[Task description]: Keep only the lines from the start of the data through the line containing "self.latitude.is_finite()", and output them exactly.

───── Data for the task ─────

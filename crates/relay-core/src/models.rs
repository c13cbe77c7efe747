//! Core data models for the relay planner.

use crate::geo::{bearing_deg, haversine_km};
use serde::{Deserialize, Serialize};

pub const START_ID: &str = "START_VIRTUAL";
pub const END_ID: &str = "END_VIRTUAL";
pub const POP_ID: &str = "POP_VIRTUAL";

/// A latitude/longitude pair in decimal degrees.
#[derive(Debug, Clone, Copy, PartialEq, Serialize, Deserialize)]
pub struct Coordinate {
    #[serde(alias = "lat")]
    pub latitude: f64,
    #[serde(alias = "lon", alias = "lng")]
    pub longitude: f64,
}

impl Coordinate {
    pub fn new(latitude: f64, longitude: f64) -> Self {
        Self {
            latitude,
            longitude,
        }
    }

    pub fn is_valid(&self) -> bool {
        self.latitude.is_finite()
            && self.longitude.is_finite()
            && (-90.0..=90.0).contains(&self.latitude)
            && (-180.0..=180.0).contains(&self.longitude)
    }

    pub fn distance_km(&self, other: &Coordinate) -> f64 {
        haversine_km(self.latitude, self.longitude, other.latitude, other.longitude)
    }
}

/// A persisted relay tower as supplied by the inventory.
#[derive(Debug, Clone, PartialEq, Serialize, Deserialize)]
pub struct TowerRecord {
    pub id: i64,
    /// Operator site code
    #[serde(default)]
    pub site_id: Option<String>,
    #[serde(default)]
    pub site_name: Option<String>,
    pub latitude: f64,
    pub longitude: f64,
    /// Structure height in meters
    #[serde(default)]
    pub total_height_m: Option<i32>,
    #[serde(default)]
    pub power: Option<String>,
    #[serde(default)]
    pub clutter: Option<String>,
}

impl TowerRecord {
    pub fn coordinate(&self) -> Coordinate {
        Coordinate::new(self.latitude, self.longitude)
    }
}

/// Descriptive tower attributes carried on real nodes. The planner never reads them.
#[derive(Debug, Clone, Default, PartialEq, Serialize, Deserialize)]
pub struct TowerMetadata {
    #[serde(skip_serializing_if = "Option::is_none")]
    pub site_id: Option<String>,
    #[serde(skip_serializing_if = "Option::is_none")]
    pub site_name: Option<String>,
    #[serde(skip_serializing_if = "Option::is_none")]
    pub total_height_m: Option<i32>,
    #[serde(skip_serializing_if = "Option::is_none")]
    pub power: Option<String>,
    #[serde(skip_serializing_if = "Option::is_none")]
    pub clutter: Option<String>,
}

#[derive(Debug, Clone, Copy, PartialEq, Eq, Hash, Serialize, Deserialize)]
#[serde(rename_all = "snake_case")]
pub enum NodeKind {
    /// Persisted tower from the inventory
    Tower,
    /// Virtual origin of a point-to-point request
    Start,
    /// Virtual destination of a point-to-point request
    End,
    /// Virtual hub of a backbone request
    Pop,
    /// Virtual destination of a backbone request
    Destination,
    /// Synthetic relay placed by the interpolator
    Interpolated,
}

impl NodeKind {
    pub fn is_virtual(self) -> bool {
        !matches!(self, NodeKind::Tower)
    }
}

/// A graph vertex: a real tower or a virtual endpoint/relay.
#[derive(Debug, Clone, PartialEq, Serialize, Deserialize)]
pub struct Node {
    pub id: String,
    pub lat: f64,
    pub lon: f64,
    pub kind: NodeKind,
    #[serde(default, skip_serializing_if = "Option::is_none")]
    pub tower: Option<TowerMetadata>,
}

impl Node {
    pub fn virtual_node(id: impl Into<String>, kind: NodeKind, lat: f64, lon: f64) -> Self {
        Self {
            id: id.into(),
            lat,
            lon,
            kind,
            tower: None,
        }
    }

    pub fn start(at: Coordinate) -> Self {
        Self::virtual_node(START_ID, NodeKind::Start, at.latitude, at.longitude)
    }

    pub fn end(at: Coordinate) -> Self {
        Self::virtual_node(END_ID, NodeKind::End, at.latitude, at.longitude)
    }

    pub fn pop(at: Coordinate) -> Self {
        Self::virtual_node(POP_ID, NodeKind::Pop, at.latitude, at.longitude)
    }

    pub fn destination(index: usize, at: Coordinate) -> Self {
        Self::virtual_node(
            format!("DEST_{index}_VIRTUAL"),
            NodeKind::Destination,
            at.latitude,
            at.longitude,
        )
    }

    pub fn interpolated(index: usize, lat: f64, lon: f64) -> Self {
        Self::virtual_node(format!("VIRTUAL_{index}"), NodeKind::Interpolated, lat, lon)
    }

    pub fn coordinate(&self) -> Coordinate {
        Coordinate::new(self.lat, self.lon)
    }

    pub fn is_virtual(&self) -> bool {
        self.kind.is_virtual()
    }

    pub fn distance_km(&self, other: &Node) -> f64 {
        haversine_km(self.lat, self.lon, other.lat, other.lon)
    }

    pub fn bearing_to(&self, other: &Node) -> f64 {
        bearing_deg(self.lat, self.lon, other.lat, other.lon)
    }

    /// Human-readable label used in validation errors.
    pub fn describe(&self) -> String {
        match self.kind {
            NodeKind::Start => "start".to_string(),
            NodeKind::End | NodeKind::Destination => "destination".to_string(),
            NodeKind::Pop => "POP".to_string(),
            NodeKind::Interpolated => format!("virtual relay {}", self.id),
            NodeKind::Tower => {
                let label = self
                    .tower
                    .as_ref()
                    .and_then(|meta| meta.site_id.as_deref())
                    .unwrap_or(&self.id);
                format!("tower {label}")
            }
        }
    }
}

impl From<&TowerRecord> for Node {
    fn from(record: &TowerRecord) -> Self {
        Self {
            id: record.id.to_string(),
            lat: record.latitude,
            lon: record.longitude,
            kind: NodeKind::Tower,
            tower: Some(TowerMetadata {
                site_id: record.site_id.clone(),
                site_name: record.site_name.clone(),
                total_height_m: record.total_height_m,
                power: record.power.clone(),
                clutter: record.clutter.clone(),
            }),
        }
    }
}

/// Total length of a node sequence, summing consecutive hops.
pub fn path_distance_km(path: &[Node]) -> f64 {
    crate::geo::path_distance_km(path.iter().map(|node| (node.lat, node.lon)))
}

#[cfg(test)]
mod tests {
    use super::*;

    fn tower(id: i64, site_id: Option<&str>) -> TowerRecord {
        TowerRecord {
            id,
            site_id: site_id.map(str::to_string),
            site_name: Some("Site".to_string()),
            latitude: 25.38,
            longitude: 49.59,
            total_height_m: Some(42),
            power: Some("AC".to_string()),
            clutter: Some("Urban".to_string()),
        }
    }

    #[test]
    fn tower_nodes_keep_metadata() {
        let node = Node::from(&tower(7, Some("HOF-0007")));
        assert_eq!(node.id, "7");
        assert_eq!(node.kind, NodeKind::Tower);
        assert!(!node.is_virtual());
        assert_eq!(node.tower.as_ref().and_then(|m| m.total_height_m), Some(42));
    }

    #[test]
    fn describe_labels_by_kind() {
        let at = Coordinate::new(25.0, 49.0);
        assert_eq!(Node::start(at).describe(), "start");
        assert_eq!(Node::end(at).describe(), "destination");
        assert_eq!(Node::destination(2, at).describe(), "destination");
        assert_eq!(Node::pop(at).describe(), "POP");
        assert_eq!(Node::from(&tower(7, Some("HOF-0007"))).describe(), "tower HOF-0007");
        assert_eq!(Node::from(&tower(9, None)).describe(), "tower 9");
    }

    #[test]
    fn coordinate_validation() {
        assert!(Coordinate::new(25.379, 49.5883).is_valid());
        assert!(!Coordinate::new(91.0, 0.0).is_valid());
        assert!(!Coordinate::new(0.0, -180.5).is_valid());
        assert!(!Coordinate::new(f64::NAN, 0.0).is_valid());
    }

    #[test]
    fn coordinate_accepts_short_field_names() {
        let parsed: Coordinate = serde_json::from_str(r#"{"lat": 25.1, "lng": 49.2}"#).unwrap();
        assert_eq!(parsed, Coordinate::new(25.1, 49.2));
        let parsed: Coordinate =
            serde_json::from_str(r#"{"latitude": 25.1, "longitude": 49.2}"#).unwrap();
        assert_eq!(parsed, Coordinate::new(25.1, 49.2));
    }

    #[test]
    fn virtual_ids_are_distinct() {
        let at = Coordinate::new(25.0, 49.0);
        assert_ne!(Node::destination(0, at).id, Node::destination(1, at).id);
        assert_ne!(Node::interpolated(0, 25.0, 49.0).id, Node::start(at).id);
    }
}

─────

[Result for this task]:
filename crates/relay-core/src/models.rs
repository c13cbe77c7efe747
//! Core data models for the relay planner.

use crate::geo::{bearing_deg, haversine_km};
use serde::{Deserialize, Serialize};

pub const START_ID: &str = "START_VIRTUAL";
pub const END_ID: &str = "END_VIRTUAL";
pub const POP_ID: &str = "POP_VIRTUAL";

/// A latitude/longitude pair in decimal degrees.
#[derive(Debug, Clone, Copy, PartialEq, Serialize, Deserialize)]
pub struct Coordinate {
    #[serde(alias = "lat")]
    pub latitude: f64,
    #[serde(alias = "lon", alias = "lng")]
    pub longitude: f64,
}

impl Coordinate {
    pub fn new(latitude: f64, longitude: f64) -> Self {
        Self {
            latitude,
            longitude,
        }
    }

    pub fn is_valid(&self) -> bool {
        self.latitude.is_finite()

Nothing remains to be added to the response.